Say what? The writer, like the rest of the PPP ruling political cartel, says there is no legal authority justifying NICIL deposits its revenues into the Consolidated Fund, because there is no specific law identifying NICIL, by name, to do so. But Article 216, which covers all state entities generating revenues, is the legal authority, because NICIL is a state-owned entity that generates revenue disposing of state assets while collecting from other state entities. I want to see the judge who is so dumb as to agree with the asininities of the PPP here!
The PPP regime waxes in self-praise over its restoration of democracy in 1992, but continues to fail to understand that democracy is not an act with casting of ballots, but a process that extends to include the management of the people’s business in a transparent, responsible and accountable manner. In any other law-abiding democracy, what NICIL has been doing would have been met with resignations or firings and serious criminal charges, resulting in huge fines and long prison sentences.
I mean, how can a sitting cabinet minister whose portfolio includes managing the public purse cause a major state entity to not file annual accounts for nine years or not know how many billions are sitting in a major state entity like NICIL? This alone is reason for his resignation, but the fact that President Donald Ramotar, who spoke tepidly about ending the scourge of corruption if he got elected, is yet to fire Mr. Singh and has merely asked Mr.

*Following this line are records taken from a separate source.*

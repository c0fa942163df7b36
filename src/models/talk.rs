//! Talk model.
//!
//! A talk is one item to pack: a title and a duration. Its start time is
//! unset until a session accepts it.

use std::str::FromStr;

use serde::Serialize;

use crate::config::DayLayout;
use crate::error::FormatError;
use crate::format::minutes_to_friendly_time;

/// Duration of a lightning talk (minutes).
pub const LIGHTNING_DURATION: u32 = 5;

const LIGHTNING_TOKEN: &str = "lightning";
const MINUTES_SUFFIX: &str = "min";

/// A single conference talk.
///
/// # Time Representation
/// `start_time` and `end_time` are minutes relative to the start of the
/// session holding the talk, not day-clock times.
#[derive(Debug, Clone, PartialEq, Eq, Serialize)]
pub struct Talk {
    title: String,
    duration: u32,
    start_time: Option<u32>,
}

impl Talk {
    /// Creates an unplaced talk.
    ///
    /// The duration is not checked here; [`validate_talks`](crate::validation::validate_talks)
    /// rejects out-of-range durations before packing.
    pub fn new(title: impl Into<String>, duration: u32) -> Self {
        Self {
            title: title.into(),
            duration,
            start_time: None,
        }
    }

    /// Parses `"<title> <duration>"` where the duration is `lightning` or `<int>min`.
    ///
    /// Tokens are whitespace-separated; the title is rejoined with single spaces.
    pub fn parse_with_max(text: &str, max_duration: u32) -> Result<Self, FormatError> {
        let mut tokens: Vec<&str> = text.split_whitespace().collect();
        let token = match tokens.pop() {
            Some(token) if !tokens.is_empty() => token,
            _ => {
                return Err(FormatError::TooFewTokens {
                    line: text.to_string(),
                })
            }
        };

        let duration = parse_duration(token).ok_or_else(|| FormatError::InvalidDuration {
            line: text.to_string(),
            token: token.to_string(),
        })?;
        if duration == 0 {
            return Err(FormatError::ZeroDuration {
                line: text.to_string(),
            });
        }
        if duration > max_duration {
            return Err(FormatError::ExceedsMaximum {
                line: text.to_string(),
                duration,
                max: max_duration,
            });
        }

        Ok(Self::new(tokens.join(" "), duration))
    }

    /// Places the talk at `minutes` from its session start.
    pub fn start_at(&mut self, minutes: u32) -> &mut Self {
        self.start_time = Some(minutes);
        self
    }

    /// Talk title.
    pub fn title(&self) -> &str {
        &self.title
    }

    /// Duration (minutes).
    #[inline]
    pub fn duration(&self) -> u32 {
        self.duration
    }

    /// Start offset within its session, if placed.
    #[inline]
    pub fn start_time(&self) -> Option<u32> {
        self.start_time
    }

    /// End offset within its session, if placed.
    #[inline]
    pub fn end_time(&self) -> Option<u32> {
        self.start_time.map(|start| start + self.duration)
    }

    #[inline]
    pub fn is_placed(&self) -> bool {
        self.start_time.is_some()
    }

    /// `lightning` for 5-minute talks, otherwise `<n>min`.
    pub fn friendly_duration(&self) -> String {
        if self.duration == LIGHTNING_DURATION {
            LIGHTNING_TOKEN.to_string()
        } else {
            format!("{}{MINUTES_SUFFIX}", self.duration)
        }
    }

    /// Renders `"<start> <title> <duration>"` against the session's start hour.
    ///
    /// An unplaced talk renders as if it started at the session start.
    pub fn render(&self, session_start_hour: u32) -> String {
        format!(
            "{} {} {}",
            minutes_to_friendly_time(self.start_time.unwrap_or(0), session_start_hour),
            self.title,
            self.friendly_duration()
        )
    }
}

impl FromStr for Talk {
    type Err = FormatError;

    /// Parses against the default day layout's maximum duration.
    fn from_str(s: &str) -> Result<Self, Self::Err> {
        Self::parse_with_max(s, DayLayout::default().max_talk_duration())
    }
}

fn parse_duration(token: &str) -> Option<u32> {
    if token == LIGHTNING_TOKEN {
        return Some(LIGHTNING_DURATION);
    }
    token.strip_suffix(MINUTES_SUFFIX)?.parse().ok()
}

Brassington to become a consultant with responsibility for NICIL, shows either he is a farce or that the magnitude of corruption is so great, it will take something akin to divine intervention to tackle and resolve.
But since wisdom is a divine gift, then wisdom is saying that the parliamentary opposition, backed by concerned civil society stakeholders, should demand the government move immediately to have NICIL place its revenues into the CF or be forced to do so via a court order. And judging from the PPP regime’s scorecard, it is on the losing side of court cases, so it needs to do right by the law and people of Guyana to avoid extending its record of defeats.